American businessman

Ernest Seraphin Schweninger (September 9, 1892 – November 11, 1957) was an American actor, realtor, and grocer in Carmel-by-the-Sea, California. He became owner of Carmel's first Bakery and the Schweninger's Grocery Store. Schweninger was a founding member of the Carmel American Legion Post No. 512 and the Abalone League. He appeared in many of the early plays at the Forest Theater and Theatre of the Golden Bough. He became a partner and sales manager for the Carmel Land Company that helped develop Hatton Fields, southeast of Carmel-by-the-Sea.

== Early life ==
Schweninger was born on September 9, 1892, in San Jose, California. His father was Fritz Seraphin Schweninger who was born in Germany and immigrated to San Francisco in 1886; and mother was Helen M. Harmon from Maine. He had one brother, George Washington Schweninger.

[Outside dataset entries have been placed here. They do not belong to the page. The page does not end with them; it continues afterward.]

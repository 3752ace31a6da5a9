//! # Braze
//!
//! An event-driven chat bot framework with hierarchical dispatch.
//!
//! ## Overview
//!
//! Braze routes platform events through a tree of handlers. Every handler
//! names the event families it listens to, carries a chain of middleware
//! predicates, and may end in an action. Dispatch walks the tree top-down:
//! a node runs only if all of its middlewares pass, children always get the
//! event before the node's own action, and the first action to run marks
//! the event as handled.
//!
//! ## Architecture
//!
//! ```text
//! ┌─────────┐  events   ┌─────────┐  dispatch   ┌───────────────────────┐
//! │ Adapter │──────────▶│ Runtime │────────────▶│ Engine (handler tree) │
//! └─────────┘  channel  └─────────┘  own task   │  root                 │
//!                                   per event   │  ├─ "message" ──▶ act │
//!                                               │  │   └─ "message.group"│
//!                                               │  └─ "notice"  ──▶ act │
//!                                               └───────────────────────┘
//! ```
//!
//! - **Runtime**: Loads configuration, initializes logging, loads plugins,
//!   and pumps the adapter's event channel into the engine
//! - **Engine**: Owns the handler tree and spawns one dispatch task per event
//! - **Plugins**: Units of bot functionality that register handlers at startup
//! - **Handlers**: Tree nodes with middlewares and an optional async action
//! - **Middlewares**: Predicates that gate a handler and can stash parsed
//!   state for the action to pick up
//!
//! ## Quick Start
//!
//! ```rust,ignore
//! use braze::prelude::*;
//!
//! struct Greeter;
//!
//! impl Plugin for Greeter {
//!     fn info(&self) -> PluginInfo {
//!         PluginInfo { name: "greeter", version: "0.1.0", description: "says hello" }
//!     }
//!
//!     fn init(&self, engine: &Engine) -> PluginResult {
//!         engine
//!             .new_handler(&[EventName::MESSAGE])
//!             .use_middleware(middlewares::command(&["hello"]))
//!             .handle(|ctx: Arc<Context>| async move {
//!                 let _ = ctx.reply("hi there!").await;
//!             });
//!         Ok(())
//!     }
//! }
//!
//! #[tokio::main]
//! async fn main() -> braze::runtime::RuntimeResult<()> {
//!     let runtime = BrazeRuntime::new();
//!     runtime.register_plugin(Box::new(Greeter)).await?;
//!     runtime.set_bot(my_bot);
//!     runtime.run(events).await
//! }
//! ```
//!
//! ## Features
//!
//! - `command` (default): shell-style command parsing middleware
//! - `yaml-config`: YAML configuration file support
//! - `json-log`: JSON log output

pub use braze_core as core;
pub use braze_runtime as runtime;

/// Prelude module for convenient imports.
///
/// This module provides all commonly used types for building bot
/// applications:
///
/// ```rust,ignore
/// use braze::prelude::*;
/// ```
pub mod prelude {
    // Engine, handlers, middlewares, and the core traits
    pub use braze_core::prelude::*;

    // Runtime - main entry point
    pub use braze_runtime::{BrazeRuntime, RuntimeBuilder};

    // Plugin system - primary unit of bot functionality
    pub use braze_runtime::{Plugin, PluginInfo, PluginResult};

    // Concrete event types for the supported platforms
    pub use braze_runtime::model::{
        FriendRequest, GroupMessage, GroupPoke, Heartbeat, PrivateMessage,
    };
}
//! Plugin surface for extending the engine at startup.
//!
//! A plugin is a unit of bot functionality: its `init` runs once while the
//! runtime starts and registers the plugin's handlers on the shared engine.
//!
//! # Example
//!
//! ```rust,ignore
//! use braze_core::prelude::*;
//! use braze_runtime::{Plugin, PluginInfo, PluginResult};
//!
//! struct Echo;
//!
//! impl Plugin for Echo {
//!     fn info(&self) -> PluginInfo {
//!         PluginInfo {
//!             name: "echo",
//!             version: "0.1.0",
//!             description: "replies with the received text",
//!         }
//!     }
//!
//!     fn init(&self, engine: &Engine) -> PluginResult {
//!         engine
//!             .new_handler(&[EventName::MESSAGE])
//!             .use_middleware(middlewares::command(&["echo"]))
//!             .handle(|ctx: Arc<Context>| async move {
//!                 let _ = ctx.reply(ctx.event().plain_text()).await;
//!             });
//!         Ok(())
//!     }
//! }
//! ```

use std::error::Error;
use std::fmt;

use braze_core::Engine;

/// Identity of a plugin, used by the registry and the lifecycle hooks.
#[derive(Debug, Clone, Copy, PartialEq, Eq)]
pub struct PluginInfo {
    /// Unique name; registering two plugins with the same name is an error.
    pub name: &'static str,
    pub version: &'static str,
    pub description: &'static str,
}

impl fmt::Display for PluginInfo {
    fn fmt(&self, f: &mut fmt::Formatter<'_>) -> fmt::Result {
        write!(f, "{} v{}", self.name, self.version)
    }
}

/// Result type plugins return from [`Plugin::init`].
pub type PluginResult = Result<(), Box<dyn Error + Send + Sync>>;

/// A unit of bot functionality registered with the runtime.
pub trait Plugin: Send + Sync {
    /// Identity reported to the registry and hooks.
    fn info(&self) -> PluginInfo;

    /// Called once at startup; registers the plugin's handlers on the engine.
    fn init(&self, engine: &Engine) -> PluginResult;
}

#[cfg(test)]
mod tests {
    use super::*;

    #[test]
    fn test_info_display() {
        let info = PluginInfo {
            name: "echo",
            version: "0.1.0",
            description: "replies with the received text",
        };
        assert_eq!(info.to_string(), "echo v0.1.0");
    }
}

In 1899 his parents moved from San Jose to Carmel to open the first Carmel Bakery on the south side of Ocean Avenue. Schweninger was an eighth grade graduate in the Monterey School on June 30, 1906. He was the first boy from Carmel to attend the Monterey High School. During his high school commencement exercises, he appeared in the senior play, She Stoops to Conquer.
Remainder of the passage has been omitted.